_What you have to do_
Each entry must be printed again without a single change.

_Dataset entries_
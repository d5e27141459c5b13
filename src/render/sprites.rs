//! Pre-rendered sprite cache
//!
//! Entity sprites are drawn once into offscreen canvases at startup and
//! blitted each frame, so the per-frame path never re-traces glow shapes.

use std::collections::HashMap;

use wasm_bindgen::JsCast;
use web_sys::{CanvasRenderingContext2d, Document, HtmlCanvasElement};

use crate::consts::*;
use crate::sim::{InvaderTier, UpgradeKind};

use super::palette;

pub struct SpriteCache {
    sprites: HashMap<String, HtmlCanvasElement>,
}

impl SpriteCache {
    /// Pre-render every invader tier and upgrade orb
    pub fn new(document: &Document) -> Result<Self, wasm_bindgen::JsValue> {
        let mut cache = Self {
            sprites: HashMap::new(),
        };

        for (tier, key) in [
            (InvaderTier::Grunt, "invader_grunt"),
            (InvaderTier::Soldier, "invader_soldier"),
            (InvaderTier::Elite, "invader_elite"),
        ] {
            cache.pre_render(document, key, INVADER_W, INVADER_H, |ctx, w, h| {
                draw_invader(ctx, w, h, palette::css(tier.color()));
            })?;
        }
        // Bosses reuse the invader silhouette at larger scale
        for (tier, key, scale) in [
            (InvaderTier::MiniBoss, "invader_miniboss", 4.0),
            (InvaderTier::Boss, "invader_boss", 6.0),
        ] {
            cache.pre_render(
                document,
                key,
                INVADER_W * scale,
                INVADER_H * scale,
                |ctx, w, h| {
                    draw_invader(ctx, w, h, palette::css(tier.color()));
                },
            )?;
        }

        for kind in UpgradeKind::ALL {
            let key = format!("upgrade_{}", kind.as_str());
            cache.pre_render(document, &key, UPGRADE_W, UPGRADE_H, |ctx, w, h| {
                draw_upgrade_orb(ctx, w, h, palette::css(kind.color()), kind.glyph());
            })?;
        }

        Ok(cache)
    }

    fn pre_render(
        &mut self,
        document: &Document,
        key: &str,
        w: f32,
        h: f32,
        draw: impl FnOnce(&CanvasRenderingContext2d, f64, f64),
    ) -> Result<(), wasm_bindgen::JsValue> {
        let canvas: HtmlCanvasElement = document.create_element("canvas")?.dyn_into()?;
        canvas.set_width(w as u32);
        canvas.set_height(h as u32);
        let ctx: CanvasRenderingContext2d = canvas
            .get_context("2d")?
            .ok_or("no 2d context")?
            .dyn_into()?;
        draw(&ctx, w as f64, h as f64);
        self.sprites.insert(key.to_string(), canvas);
        Ok(())
    }

    pub fn get(&self, key: &str) -> Option<&HtmlCanvasElement> {
        self.sprites.get(key)
    }

    pub fn invader_key(tier: InvaderTier) -> &'static str {
        match tier {
            InvaderTier::Grunt => "invader_grunt",
            InvaderTier::Soldier => "invader_soldier",
            InvaderTier::Elite => "invader_elite",
            InvaderTier::MiniBoss => "invader_miniboss",
            InvaderTier::Boss => "invader_boss",
        }
    }
}

/// Blocky crab silhouette with a neon glow
fn draw_invader(ctx: &CanvasRenderingContext2d, w: f64, h: f64, color: &str) {
    let px = w / 12.0;
    let py = h / 8.0;

    ctx.set_shadow_blur(px * 2.0);
    ctx.set_shadow_color(color);
    ctx.set_fill_style_str(color);

    // Body
    ctx.fill_rect(px * 2.0, py * 2.0, px * 8.0, py * 4.0);
    // Eyestalks
    ctx.fill_rect(px * 3.0, py, px * 2.0, py);
    ctx.fill_rect(px * 7.0, py, px * 2.0, py);
    // Legs
    ctx.fill_rect(px, py * 6.0, px * 2.0, py);
    ctx.fill_rect(px * 5.0, py * 6.0, px * 2.0, py);
    ctx.fill_rect(px * 9.0, py * 6.0, px * 2.0, py);

    // Dark eyes punched out of the body
    ctx.set_shadow_blur(0.0);
    ctx.set_fill_style_str("#0d0d14");
    ctx.fill_rect(px * 4.0, py * 3.0, px, py);
    ctx.fill_rect(px * 7.0, py * 3.0, px, py);
}

/// Glowing ring with a single-letter glyph
fn draw_upgrade_orb(ctx: &CanvasRenderingContext2d, w: f64, h: f64, color: &str, glyph: &str) {
    use std::f64::consts::TAU;

    let cx = w / 2.0;
    let cy = h / 2.0;
    let r = w.min(h) / 2.0 - 2.0;

    ctx.set_shadow_blur(6.0);
    ctx.set_shadow_color(color);
    ctx.set_stroke_style_str(color);
    ctx.set_line_width(2.0);
    ctx.begin_path();
    let _ = ctx.arc(cx, cy, r, 0.0, TAU);
    ctx.stroke();

    ctx.set_shadow_blur(0.0);
    ctx.set_fill_style_str(color);
    ctx.set_font("bold 12px monospace");
    ctx.set_text_align("center");
    ctx.set_text_baseline("middle");
    let _ = ctx.fill_text(glyph, cx, cy + 1.0);
}

impl UpgradeKind {
    /// Single-letter orb label
    fn glyph(self) -> &'static str {
        match self {
            UpgradeKind::Shield => "S",
            UpgradeKind::Double => "D",
            UpgradeKind::Rocket => "R",
            UpgradeKind::Pierce => "P",
            UpgradeKind::Heal => "+",
        }
    }
}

_Written solution_
repository d5e27141459c5b13
filename src/render/sprites.rs
//! Pre-rendered sprite cache
//!
//! Entity sprites are drawn once into offscreen canvases at startup and
//! blitted each frame, so the per-frame path never re-traces glow shapes.

use std::collections::HashMap;

use wasm_bindgen::JsCast;
use web_sys::{CanvasRenderingContext2d, Document, HtmlCanvasElement};

use crate::consts::*;
use crate::sim::{InvaderTier, UpgradeKind};

use super::palette;

pub struct SpriteCache {
    sprites: HashMap<String, HtmlCanvasElement>,
}

impl SpriteCache {
    /// Pre-render every invader tier and upgrade orb
    pub fn new(document: &Document) -> Result<Self, wasm_bindgen::JsValue> {
        let mut cache = Self {
            sprites: HashMap::new(),
        };

        for (tier, key) in [
            (InvaderTier::Grunt, "invader_grunt"),
            (InvaderTier::Soldier, "invader_soldier"),
            (InvaderTier::Elite, "invader_elite"),
        ] {
            cache.pre_render(document, key, INVADER_W, INVADER_H, |ctx, w, h| {
                draw_invader(ctx, w, h, palette::css(tier.color()));
            })?;
        }
        // Bosses reuse the invader silhouette at larger scale
        for (tier, key, scale) in [
            (InvaderTier::MiniBoss, "invader_miniboss", 4.0),
            (InvaderTier::Boss, "invader_boss", 6.0),
        ] {
            cache.pre_render(
                document,
                key,
                INVADER_W * scale,
                INVADER_H * scale,
                |ctx, w, h| {
                    draw_invader(ctx, w, h, palette::css(tier.color()));
                },
            )?;
        }

        for kind in UpgradeKind::ALL {
            let key = format!("upgrade_{}", kind.as_str());
            cache.pre_render(document, &key, UPGRADE_W, UPGRADE_H, |ctx, w, h| {
                draw_upgrade_orb(ctx, w, h, palette::css(kind.color()), kind.glyph());
            })?;
        }

        Ok(cache)
    }

    fn pre_render(
        &mut self,
        document: &Document,
        key: &str,
        w: f32,
        h: f32,
        draw: impl FnOnce(&CanvasRenderingContext2d, f64, f64),
    ) -> Result<(), wasm_bindgen::JsValue> {
        let canvas: HtmlCanvasElement = document.create_element("canvas")?.dyn_into()?;
        canvas.set_width(w as u32);
        canvas.set_height(h as u32);
        let ctx: CanvasRenderingContext2d = canvas
            .get_context("2d")?
            .ok_or("no 2d context")?
            .dyn_into()?;
        draw(&ctx, w as f64, h as f64);
        self.sprites.insert(key.to_string(), canvas);
        Ok(())
    }

    pub fn get(&self, key: &str) -> Option<&HtmlCanvasElement> {
        self.sprites.get(key)
    }

    pub fn invader_key(tier: InvaderTier) -> &'static str {
        match tier {
            InvaderTier::Grunt => "invader_grunt",
            InvaderTier::Soldier => "invader_soldier",
            InvaderTier::Elite => "invader_elite",
            InvaderTier::MiniBoss => "invader_miniboss",
            InvaderTier::Boss => "invader_boss",
        }
    }
}

/// Blocky crab silhouette with a neon glow
fn draw_invader(ctx: &CanvasRenderingContext2d, w: f64, h: f64, color: &str) {
    let px = w / 12.0;
    let py = h / 8.0;

    ctx.set_shadow_blur(px * 2.0);
    ctx.set_shadow_color(color);
    ctx.set_fill_style_str(color);

    // Body
    ctx.fill_rect(px * 2.0, py * 2.0, px * 8.0, py * 4.0);
    // Eyestalks
    ctx.fill_rect(px * 3.0, py, px * 2.0, py);
    ctx.fill_rect(px * 7.0, py, px * 2.0, py);
    // Legs
    ctx.fill_rect(px, py * 6.0, px * 2.0, py);
    ctx.fill_rect(px * 5.0, py * 6.0, px * 2.0, py);
    ctx.fill_rect(px * 9.0, py * 6.0, px * 2.0, py);

    // Dark eyes punched out of the body
    ctx.set_shadow_blur(0.0);
    ctx.set_fill_style_str("#0d0d14");
    ctx.fill_rect(px * 4.0, py * 3.0, px, py);
    ctx.fill_rect(px * 7.0, py * 3.0, px, py);
}

/// Glowing ring with a single-letter glyph
fn draw_upgrade_orb(ctx: &CanvasRenderingContext2d, w: f64, h: f64, color: &str, glyph: &str) {
    use std::f64::consts::TAU;

    let cx = w / 2.0;
    let cy = h / 2.0;
    let r = w.min(h) / 2.0 - 2.0;

    ctx.set_shadow_blur(6.0);
    ctx.set_shadow_color(color);
    ctx.set_stroke_style_str(color);
    ctx.set_line_width(2.0);
    ctx.begin_path();
    let _ = ctx.arc(cx, cy, r, 0.0, TAU);
    ctx.stroke();

    ctx.set_shadow_blur(0.0);
    ctx.set_fill_style_str(color);
    ctx.set_font("bold 12px monospace");
    ctx.set_text_align("center");
    ctx.set_text_baseline("middle");
    let _ = ctx.fill_text(glyph, cx, cy + 1.0);
}

impl UpgradeKind {
    /// Single-letter orb label
    fn glyph(self) -> &'static str {
        match self {
            UpgradeKind::Shield => "S",
            UpgradeKind::Double => "D",
            UpgradeKind::Rocket => "R",
            UpgradeKind::Pierce => "P",
            UpgradeKind::Heal => "+",
        }
    }
}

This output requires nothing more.